--- START ---

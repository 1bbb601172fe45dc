//! Run configuration threaded into the engine calls.
//!
//! All tunables live here as one immutable value so the pipeline stays
//! deterministic and testable with varied settings.

/// Indicator window parameters.
#[derive(Debug, Clone, PartialEq)]
pub struct IndicatorConfig {
    pub sma_short: usize,
    pub sma_long: usize,
    pub rsi_period: usize,
    pub stoch_k_period: usize,
    pub stoch_d_period: usize,
    pub stoch_smooth: usize,
    pub macd_fast: usize,
    pub macd_slow: usize,
    pub macd_signal: usize,
}

impl Default for IndicatorConfig {
    fn default() -> Self {
        IndicatorConfig {
            sma_short: 5,
            sma_long: 20,
            rsi_period: 14,
            stoch_k_period: 14,
            stoch_d_period: 3,
            stoch_smooth: 3,
            macd_fast: 12,
            macd_slow: 26,
            macd_signal: 9,
        }
    }
}

/// Signal classification cut-offs.
#[derive(Debug, Clone, PartialEq)]
pub struct SignalConfig {
    pub rsi_overbought: f64,
    pub rsi_oversold: f64,
    pub stoch_overbought: f64,
    pub stoch_oversold: f64,
}

impl Default for SignalConfig {
    fn default() -> Self {
        SignalConfig {
            rsi_overbought: 70.0,
            rsi_oversold: 30.0,
            stoch_overbought: 80.0,
            stoch_oversold: 20.0,
        }
    }
}

/// Score deltas and action thresholds for the recommendation scorer.
#[derive(Debug, Clone, PartialEq)]
pub struct ScoreConfig {
    pub baseline: i32,
    pub trend_delta: i32,
    pub rsi_delta: i32,
    pub stoch_delta: i32,
    pub macd_delta: i32,
    pub buy_threshold: u8,
    pub sell_threshold: u8,
}

impl Default for ScoreConfig {
    fn default() -> Self {
        ScoreConfig {
            baseline: 50,
            trend_delta: 20,
            rsi_delta: 15,
            stoch_delta: 10,
            macd_delta: 15,
            buy_threshold: 80,
            sell_threshold: 20,
        }
    }
}

/// One security in the configured universe, with display metadata carried
/// through to the snapshot.
#[derive(Debug, Clone, PartialEq)]
pub struct SymbolSpec {
    pub symbol: String,
    pub name: String,
    pub market: String,
    pub currency: String,
}

impl SymbolSpec {
    pub fn bare(symbol: &str) -> Self {
        SymbolSpec {
            symbol: symbol.to_string(),
            name: symbol.to_string(),
            market: String::new(),
            currency: String::new(),
        }
    }
}

/// Complete run configuration.
#[derive(Debug, Clone, PartialEq)]
pub struct PulseConfig {
    pub universe: Vec<SymbolSpec>,
    pub initial_capital: f64,
    pub indicators: IndicatorConfig,
    pub signals: SignalConfig,
    pub scoring: ScoreConfig,
    /// Articles kept per symbol in the snapshot.
    pub news_limit: usize,
}

impl Default for PulseConfig {
    fn default() -> Self {
        PulseConfig {
            universe: Vec::new(),
            initial_capital: 10_000_000.0,
            indicators: IndicatorConfig::default(),
            signals: SignalConfig::default(),
            scoring: ScoreConfig::default(),
            news_limit: 5,
        }
    }
}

--- END ---

> [Task description]:
Your reply should consist of all the records, set down exactly.

> [Response below]:
repository 1bbb601172fe45dc
//! Run configuration threaded into the engine calls.
//!
//! All tunables live here as one immutable value so the pipeline stays
//! deterministic and testable with varied settings.

/// Indicator window parameters.
#[derive(Debug, Clone, PartialEq)]
pub struct IndicatorConfig {
    pub sma_short: usize,
    pub sma_long: usize,
    pub rsi_period: usize,
    pub stoch_k_period: usize,
    pub stoch_d_period: usize,
    pub stoch_smooth: usize,
    pub macd_fast: usize,
    pub macd_slow: usize,
    pub macd_signal: usize,
}

impl Default for IndicatorConfig {
    fn default() -> Self {
        IndicatorConfig {
            sma_short: 5,
            sma_long: 20,
            rsi_period: 14,
            stoch_k_period: 14,
            stoch_d_period: 3,
            stoch_smooth: 3,
            macd_fast: 12,
            macd_slow: 26,
            macd_signal: 9,
        }
    }
}

/// Signal classification cut-offs.
#[derive(Debug, Clone, PartialEq)]
pub struct SignalConfig {
    pub rsi_overbought: f64,
    pub rsi_oversold: f64,
    pub stoch_overbought: f64,
    pub stoch_oversold: f64,
}

impl Default for SignalConfig {
    fn default() -> Self {
        SignalConfig {
            rsi_overbought: 70.0,
            rsi_oversold: 30.0,
            stoch_overbought: 80.0,
            stoch_oversold: 20.0,
        }
    }
}

/// Score deltas and action thresholds for the recommendation scorer.
#[derive(Debug, Clone, PartialEq)]
pub struct ScoreConfig {
    pub baseline: i32,
    pub trend_delta: i32,
    pub rsi_delta: i32,
    pub stoch_delta: i32,
    pub macd_delta: i32,
    pub buy_threshold: u8,
    pub sell_threshold: u8,
}

impl Default for ScoreConfig {
    fn default() -> Self {
        ScoreConfig {
            baseline: 50,
            trend_delta: 20,
            rsi_delta: 15,
            stoch_delta: 10,
            macd_delta: 15,
            buy_threshold: 80,
            sell_threshold: 20,
        }
    }
}

/// One security in the configured universe, with display metadata carried
/// through to the snapshot.
#[derive(Debug, Clone, PartialEq)]
pub struct SymbolSpec {
    pub symbol: String,
    pub name: String,
    pub market: String,
    pub currency: String,
}

impl SymbolSpec {
    pub fn bare(symbol: &str) -> Self {
        SymbolSpec {
            symbol: symbol.to_string(),
            name: symbol.to_string(),
            market: String::new(),
            currency: String::new(),
        }
    }
}

/// Complete run configuration.
#[derive(Debug, Clone, PartialEq)]
pub struct PulseConfig {
    pub universe: Vec<SymbolSpec>,
    pub initial_capital: f64,
    pub indicators: IndicatorConfig,
    pub signals: SignalConfig,
    pub scoring: ScoreConfig,
    /// Articles kept per symbol in the snapshot.
    pub news_limit: usize,
}

impl Default for PulseConfig {
    fn default() -> Self {
        PulseConfig {
            universe: Vec::new(),
            initial_capital: 10_000_000.0,
            indicators: IndicatorConfig::default(),
            signals: SignalConfig::default(),
            scoring: ScoreConfig::default(),
            news_limit: 5,
        }
    }
}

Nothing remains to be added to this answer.